Does this mean, then, you should be eating all day long? Not exactly – but creating a schedule that includes three meals and two or three snacks can keep binge-abetting hunger in check. Here’s how to do that.

Fuel up first thing. Try to eat within one hour of waking. The longer you wait to eat, the hungrier you’re likely to get, and so you may eat more than is healthy. If you really aren’t hungry first thing in the morning, you don’t have to eat a huge breakfast, just something to get you started. Think of it this way — you can’t run a car on empty, the same way you can’t run your body without food.

Choose breakfast foods with staying power. A healthy breakfast should keep you satisfied for at least three hours. If you feel hungrier after eating breakfast, it may be because your breakfast consisted mainly of low-fiber carbohydrates and contained hardly any protein. The ideal morning meal should include a combination of high fiber carbohydrates (oatmeal, cereal with more than 5 grams of fiber, whole-wheat bread, fruit) for quick energy; lean protein (low-fat yogurt, low-fat milk, cottage cheese, eggs, soy) that digests slowly and will keep you fuller longer; and some healthy fat (nuts, seeds, nut butters) for satiety.

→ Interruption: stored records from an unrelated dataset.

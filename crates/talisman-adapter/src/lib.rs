//! Backend selection for the Talisman artifact store.
//!
//! The adapter factory runs once at process startup: it reads an
//! [`AdapterConfig`], initializes exactly one storage backend, and returns
//! a ready [`talisman_storage::DynAdapter`] that the protocol runtime uses
//! for every artifact read and write for the remainder of the process
//! lifetime.
//!
//! Selection is a closed dispatch over [`BackendKind`]; a configuration
//! naming anything else fails during deserialization, before any store
//! operation is reachable. Every error on this path is fatal by contract:
//! the embedding process must abort rather than serve traffic.

mod config;
mod error;
mod factory;

pub use config::{AdapterConfig, BackendKind};
pub use error::AdapterError;
pub use factory::select_adapter;

// Re-export the handle types callers hold on to.
pub use talisman_storage::{ArtifactKind, DynAdapter, DynArtifactStore, StorageAdapter};
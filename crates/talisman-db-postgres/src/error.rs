//! Error types for the PostgreSQL storage backend.

/// Errors specific to the PostgreSQL storage backend's startup path.
///
/// Runtime query failures are surfaced through
/// [`talisman_storage::StorageError`] instead; this type covers pool
/// construction, the connectivity probe, and schema bootstrap, all of which
/// are fatal for the process.
#[derive(Debug, thiserror::Error)]
pub enum PostgresError {
    /// Database connection error.
    #[error("Database connection error: {0}")]
    Connection(#[from] sqlx_core::error::Error),

    /// Configuration error.
    #[error("Configuration error: {message}")]
    Config { message: String },
}

impl PostgresError {
    /// Creates a new configuration error.
    #[must_use]
    pub fn config(message: impl Into<String>) -> Self {
        Self::Config {
            message: message.into(),
        }
    }
}

/// Result type alias for PostgreSQL startup operations.
pub type Result<T> = std::result::Result<T, PostgresError>;

#[cfg(test)]
mod tests {
    use super::*;

    #[test]
    fn test_error_display() {
        let err = PostgresError::config("invalid host");
        assert!(err.to_string().contains("Configuration error"));
        assert!(err.to_string().contains("invalid host"));
    }
}
//! Storage error types for the artifact storage abstraction layer.

use std::fmt;

/// Errors that can occur during artifact storage operations.
///
/// A missing record is not an error for find-style operations (they return
/// `Ok(None)`) and is a silent no-op for destroy-style operations; the
/// `NotFound` variant exists for callers that need to convert an absent
/// result into a failure of their own.
#[derive(Debug, thiserror::Error)]
pub enum StorageError {
    /// The requested artifact was not found.
    #[error("Artifact not found: {kind}/{id}")]
    NotFound {
        /// The artifact kind that was looked up.
        kind: String,
        /// The id that was looked up.
        id: String,
    },

    /// The payload document is malformed for the requested operation.
    #[error("Invalid payload: {message}")]
    InvalidPayload {
        /// Description of why the payload is invalid.
        message: String,
    },

    /// Failed to reach the storage backend.
    #[error("Connection error: {message}")]
    Connection {
        /// Description of the connection error.
        message: String,
    },

    /// The backend reported a query-level failure.
    #[error("Database error: {message}")]
    Database {
        /// Description of the database error.
        message: String,
    },

    /// Payload serialization or deserialization failed.
    #[error("Serialization error: {0}")]
    Serialization(#[from] serde_json::Error),
}

impl StorageError {
    /// Creates a new `NotFound` error.
    #[must_use]
    pub fn not_found(kind: impl Into<String>, id: impl Into<String>) -> Self {
        Self::NotFound {
            kind: kind.into(),
            id: id.into(),
        }
    }

    /// Creates a new `InvalidPayload` error.
    #[must_use]
    pub fn invalid_payload(message: impl Into<String>) -> Self {
        Self::InvalidPayload {
            message: message.into(),
        }
    }

    /// Creates a new `Connection` error.
    #[must_use]
    pub fn connection(message: impl Into<String>) -> Self {
        Self::Connection {
            message: message.into(),
        }
    }

    /// Creates a new `Database` error.
    #[must_use]
    pub fn database(message: impl Into<String>) -> Self {
        Self::Database {
            message: message.into(),
        }
    }

    /// Returns `true` if this is a not found error.
    #[must_use]
    pub fn is_not_found(&self) -> bool {
        matches!(self, Self::NotFound { .. })
    }

    /// Returns `true` if this is a connection error.
    #[must_use]
    pub fn is_connection_error(&self) -> bool {
        matches!(self, Self::Connection { .. })
    }

    /// Returns `true` if the failure is safe to retry at the caller level.
    ///
    /// Upsert, consume, destroy, and grant-cascade are idempotent, so a
    /// caller may re-apply them after an infrastructure failure and reach
    /// the same end state.
    #[must_use]
    pub fn is_retryable(&self) -> bool {
        matches!(self, Self::Connection { .. } | Self::Database { .. })
    }

    /// Returns the error category for logging/monitoring purposes.
    #[must_use]
    pub fn category(&self) -> ErrorCategory {
        match self {
            Self::NotFound { .. } => ErrorCategory::NotFound,
            Self::InvalidPayload { .. } => ErrorCategory::Validation,
            Self::Connection { .. } => ErrorCategory::Infrastructure,
            Self::Database { .. } => ErrorCategory::Database,
            Self::Serialization(_) => ErrorCategory::Internal,
        }
    }
}

/// Categories of storage errors for logging and monitoring.
#[derive(Debug, Clone, Copy, PartialEq, Eq, Hash)]
pub enum ErrorCategory {
    /// Artifact not found.
    NotFound,
    /// Validation error.
    Validation,
    /// Infrastructure/connection error.
    Infrastructure,
    /// Query-level database error.
    Database,
    /// Internal error.
    Internal,
}

impl fmt::Display for ErrorCategory {
    fn fmt(&self, f: &mut fmt::Formatter<'_>) -> fmt::Result {
        match self {
            Self::NotFound => write!(f, "not_found"),
            Self::Validation => write!(f, "validation"),
            Self::Infrastructure => write!(f, "infrastructure"),
            Self::Database => write!(f, "database"),
            Self::Internal => write!(f, "internal"),
        }
    }
}

/// Result type for storage operations.
pub type StorageResult<T> = Result<T, StorageError>;
//! PostgreSQL storage backend for the Talisman identity provider.
//!
//! Implements the `talisman-storage` contract over a single shared JSONB
//! table, using sqlx for queries.
//!
//! # Example
//!
//! ```ignore
//! use talisman_db_postgres::{PostgresAdapter, PostgresConfig};
//! use talisman_storage::{ArtifactKind, StorageAdapter};
//!
//! # async fn example() -> Result<(), Box<dyn std::error::Error>> {
//! let config = PostgresConfig::new("localhost", "idp", "secret", "talisman")
//!     .with_pool_size(10);
//!
//! let adapter = PostgresAdapter::connect(&config).await?;
//!
//! let sessions = adapter.store(ArtifactKind::Session);
//! let payload = serde_json::json!({ "uid": "sess-1", "account": "user-7" });
//! sessions.upsert("s-1", &payload, Some(3600)).await?;
//! # Ok(())
//! # }
//! ```
//!
//! # Architecture
//!
//! - [`config`]: configuration types for the backend
//! - [`error`]: startup error types
//! - [`pool`]: connection pool management
//! - [`schema`]: schema bootstrap (table, indexes)
//! - [`store`]: the `ArtifactStore` / `StorageAdapter` implementation

mod config;
mod error;
mod pool;
mod schema;
mod store;

// Re-export main types
pub use config::{DEFAULT_PORT, PostgresConfig};
pub use error::{PostgresError, Result};
pub use pool::{PgPoolOptions, create_pool, test_connection};
pub use schema::ensure_schema;
pub use store::{PostgresAdapter, PostgresArtifactStore};

/// PostgreSQL connection pool type alias.
pub type PgPool = sqlx_postgres::PgPool;

// Re-export storage traits for convenience
pub use talisman_storage::{ArtifactKind, ArtifactStore, StorageAdapter, StorageError};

Time snacks right. Try to eat something every three to four hours, and don’t go more than five hours without eating. For example, if you eat breakfast at 7 a.m. and lunch won’t be until 1 p.m., insert a 10:30 a.m. snack into your overall eating plan for the day. However, if you eat breakfast at 9 and lunch at 1, then you most likely could do without a morning snack.

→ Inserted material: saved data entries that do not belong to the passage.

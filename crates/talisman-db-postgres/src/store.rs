//! PostgreSQL implementation of the artifact store contract.
//!
//! Every operation is a single SQL statement over the shared
//! `artifact_store` table. Expiry is enforced as a read-time filter
//! (`expires_at IS NULL OR expires_at > NOW()`) so writes stay O(1) and
//! bulk removal belongs to the purge query. Same-row write conflicts are
//! serialized by PostgreSQL's row-level locking; this layer adds no
//! locking of its own.

use std::sync::Arc;

use async_trait::async_trait;
use serde_json::Value;
use sqlx_core::query::query;
use sqlx_core::query_as::query_as;
use sqlx_postgres::PgPool;
use tracing::{debug, info};

use talisman_storage::{
    ArtifactKind, ArtifactStore, DynArtifactStore, IndexedFields, StorageAdapter, StorageError,
    StorageResult,
};

use crate::config::PostgresConfig;
use crate::error::Result;
use crate::pool;
use crate::schema;

/// Maps a query-level sqlx failure into the abstraction error.
fn storage_err(err: sqlx_core::error::Error) -> StorageError {
    StorageError::database(err.to_string())
}

// =============================================================================
// Adapter
// =============================================================================

/// PostgreSQL storage adapter.
///
/// Owns the process-wide connection pool and hands out kind-scoped store
/// handles sharing it. Constructed once at startup by the adapter factory.
#[derive(Debug, Clone)]
pub struct PostgresAdapter {
    pool: PgPool,
}

impl PostgresAdapter {
    /// Connects to PostgreSQL and prepares the adapter.
    ///
    /// This will:
    /// 1. Create the bounded connection pool
    /// 2. Verify connectivity (`SELECT 1`)
    /// 3. Bootstrap the artifact schema
    ///
    /// The returned adapter is fully initialized; none of these steps is
    /// deferred to the first operation.
    ///
    /// # Errors
    ///
    /// Returns an error if the pool cannot be created, the probe fails, or
    /// the schema bootstrap fails. All of these are fatal for startup.
    pub async fn connect(config: &PostgresConfig) -> Result<Self> {
        let pool = pool::create_pool(config).await?;
        pool::test_connection(&pool).await?;
        schema::ensure_schema(&pool).await?;

        info!(url = %config.display_url(), "Connected to PostgreSQL artifact store");

        Ok(Self { pool })
    }

    /// Creates an adapter from an existing connection pool.
    ///
    /// The connectivity probe and schema bootstrap are not run; the caller
    /// is responsible for having done so.
    #[must_use]
    pub fn from_pool(pool: PgPool) -> Self {
        Self { pool }
    }

    /// Returns a reference to the connection pool.
    #[must_use]
    pub fn pool(&self) -> &PgPool {
        &self.pool
    }
}

#[async_trait]
impl StorageAdapter for PostgresAdapter {
    fn store(&self, kind: ArtifactKind) -> DynArtifactStore {
        Arc::new(PostgresArtifactStore {
            pool: self.pool.clone(),
            kind,
        })
    }

    async fn purge_expired(&self) -> StorageResult<u64> {
        let result = query(
            r#"
            DELETE FROM artifact_store
            WHERE expires_at IS NOT NULL
              AND expires_at < NOW()
            "#,
        )
        .execute(&self.pool)
        .await
        .map_err(storage_err)?;

        debug!(purged = result.rows_affected(), "Purged expired artifacts");
        Ok(result.rows_affected())
    }

    async fn shutdown(&self) {
        self.pool.close().await;
    }

    fn backend_name(&self) -> &'static str {
        "postgres"
    }
}

// =============================================================================
// Kind-scoped store
// =============================================================================

/// Kind-scoped artifact store over the shared table.
///
/// The bound kind is written on insert and drives indexed-column
/// derivation; primary and secondary lookups resolve against the whole
/// table since ids are globally unique.
pub struct PostgresArtifactStore {
    pool: PgPool,
    kind: ArtifactKind,
}

impl PostgresArtifactStore {
    async fn fetch_payload(
        &self,
        sql: &str,
        key: &str,
    ) -> StorageResult<Option<Value>> {
        let row: Option<(Value,)> = query_as(sql)
            .bind(key)
            .fetch_optional(&self.pool)
            .await
            .map_err(storage_err)?;

        Ok(row.map(|(payload,)| payload))
    }
}

#[async_trait]
impl ArtifactStore for PostgresArtifactStore {
    fn kind(&self) -> ArtifactKind {
        self.kind
    }

    async fn find(&self, id: &str) -> StorageResult<Option<Value>> {
        self.fetch_payload(
            r#"
            SELECT payload FROM artifact_store
            WHERE id = $1
              AND (expires_at IS NULL OR expires_at > NOW())
            "#,
            id,
        )
        .await
    }

    async fn find_by_uid(&self, uid: &str) -> StorageResult<Option<Value>> {
        self.fetch_payload(
            r#"
            SELECT payload FROM artifact_store
            WHERE uid = $1
              AND (expires_at IS NULL OR expires_at > NOW())
            LIMIT 1
            "#,
            uid,
        )
        .await
    }

    async fn find_by_user_code(&self, user_code: &str) -> StorageResult<Option<Value>> {
        self.fetch_payload(
            r#"
            SELECT payload FROM artifact_store
            WHERE user_code = $1
              AND (expires_at IS NULL OR expires_at > NOW())
            LIMIT 1
            "#,
            user_code,
        )
        .await
    }

    async fn upsert(
        &self,
        id: &str,
        payload: &Value,
        expires_in: Option<u64>,
    ) -> StorageResult<()> {
        let fields = IndexedFields::extract(self.kind, payload);
        let ttl_secs = expires_in.map(|secs| secs as f64);

        // expires_at is computed against the database clock so that the
        // read-time visibility filter compares like with like. A NULL TTL
        // propagates through make_interval and leaves expires_at NULL.
        // kind is written at creation only; ON CONFLICT does not touch it.
        query(
            r#"
            INSERT INTO artifact_store
                (id, kind, payload, grant_id, uid, user_code, expires_at)
            VALUES
                ($1, $2, $3, $4, $5, $6,
                 NOW() + make_interval(secs => $7::double precision))
            ON CONFLICT (id) DO UPDATE
            SET payload = EXCLUDED.payload,
                grant_id = EXCLUDED.grant_id,
                uid = EXCLUDED.uid,
                user_code = EXCLUDED.user_code,
                expires_at = EXCLUDED.expires_at
            "#,
        )
        .bind(id)
        .bind(self.kind.as_str())
        .bind(payload)
        .bind(fields.grant_id)
        .bind(fields.uid)
        .bind(fields.user_code)
        .bind(ttl_secs)
        .execute(&self.pool)
        .await
        .map_err(storage_err)?;

        Ok(())
    }

    async fn consume(&self, id: &str) -> StorageResult<()> {
        // Targeted merge-patch inside a single UPDATE: no application-level
        // read-modify-write, so a racing upsert cannot lose the marker.
        // The consumed_at guard makes a second consume a no-op.
        query(
            r#"
            UPDATE artifact_store
            SET payload = jsonb_set(
                    payload,
                    '{consumed}',
                    to_jsonb(EXTRACT(EPOCH FROM NOW())::bigint)
                ),
                consumed_at = NOW()
            WHERE id = $1
              AND consumed_at IS NULL
            "#,
        )
        .bind(id)
        .execute(&self.pool)
        .await
        .map_err(storage_err)?;

        Ok(())
    }

    async fn destroy(&self, id: &str) -> StorageResult<()> {
        query("DELETE FROM artifact_store WHERE id = $1")
            .bind(id)
            .execute(&self.pool)
            .await
            .map_err(storage_err)?;

        Ok(())
    }

    async fn destroy_by_grant(&self, grant_id: &str) -> StorageResult<()> {
        query("DELETE FROM artifact_store WHERE grant_id = $1")
            .bind(grant_id)
            .execute(&self.pool)
            .await
            .map_err(storage_err)?;

        Ok(())
    }

    async fn find_client_by_jwks_uri(&self, jwks_uri: &str) -> StorageResult<Option<Value>> {
        let row: Option<(Value,)> = query_as(
            r#"
            SELECT payload FROM artifact_store
            WHERE kind = $1
              AND payload->>'jwks_uri' = $2
              AND (expires_at IS NULL OR expires_at > NOW())
            LIMIT 1
            "#,
        )
        .bind(ArtifactKind::Client.as_str())
        .bind(jwks_uri)
        .fetch_optional(&self.pool)
        .await
        .map_err(storage_err)?;

        Ok(row.map(|(payload,)| payload))
    }
}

The one meal/snack few people are able to skip is the mid-afternoon one. That’s because on average, most people don’t eat dinner until at least five hours after lunch; many wait much longer. And the one meal/snack most people could do without is the one after dinner. At that time of day, usually you eat out of stress or boredom and not because you’re physically hungry.

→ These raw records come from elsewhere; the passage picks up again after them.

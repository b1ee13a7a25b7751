//! Storage abstraction layer for the Talisman identity provider.
//!
//! This crate defines the contract every storage backend must implement:
//! a kind-scoped [`ArtifactStore`] handle used by the protocol runtime for
//! all artifact reads and writes, and a backend-level [`StorageAdapter`]
//! that creates those handles over a shared connection pool.
//!
//! Artifacts are opaque JSON payloads (sessions, tokens, grants, client
//! registrations, device codes) with TTL-based visibility: a record whose
//! expiry has passed must never be returned by a find-style operation, even
//! though it may physically exist until the next purge.

mod error;
mod traits;
mod types;

pub use error::{ErrorCategory, StorageError, StorageResult};
pub use traits::{ArtifactStore, DynAdapter, DynArtifactStore, StorageAdapter};
pub use types::{ArtifactKind, IndexedFields, UnknownKindError, payload_fields};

Eat snacks that stick. Just like breakfast, and all other meals for that matter, a snack needs to be balanced. Simply grabbing an apple or handful of grapes (as healthy as fruit is) is not going to do the job of decreasing your hunger enough so that you’re less likely to overeat. A balanced snack consists of a high-fiber carbohydrate and a healthy fat or protein — the carbohydrate for energy and the protein/fat to keep you fuller longer. You can find more about healthy between-meal eating by reading my previous post, “The Art of Snacking.”

Bottom Line: If you want to lose weight create a healthy eating schedule and start treating food as a friend — not a foe.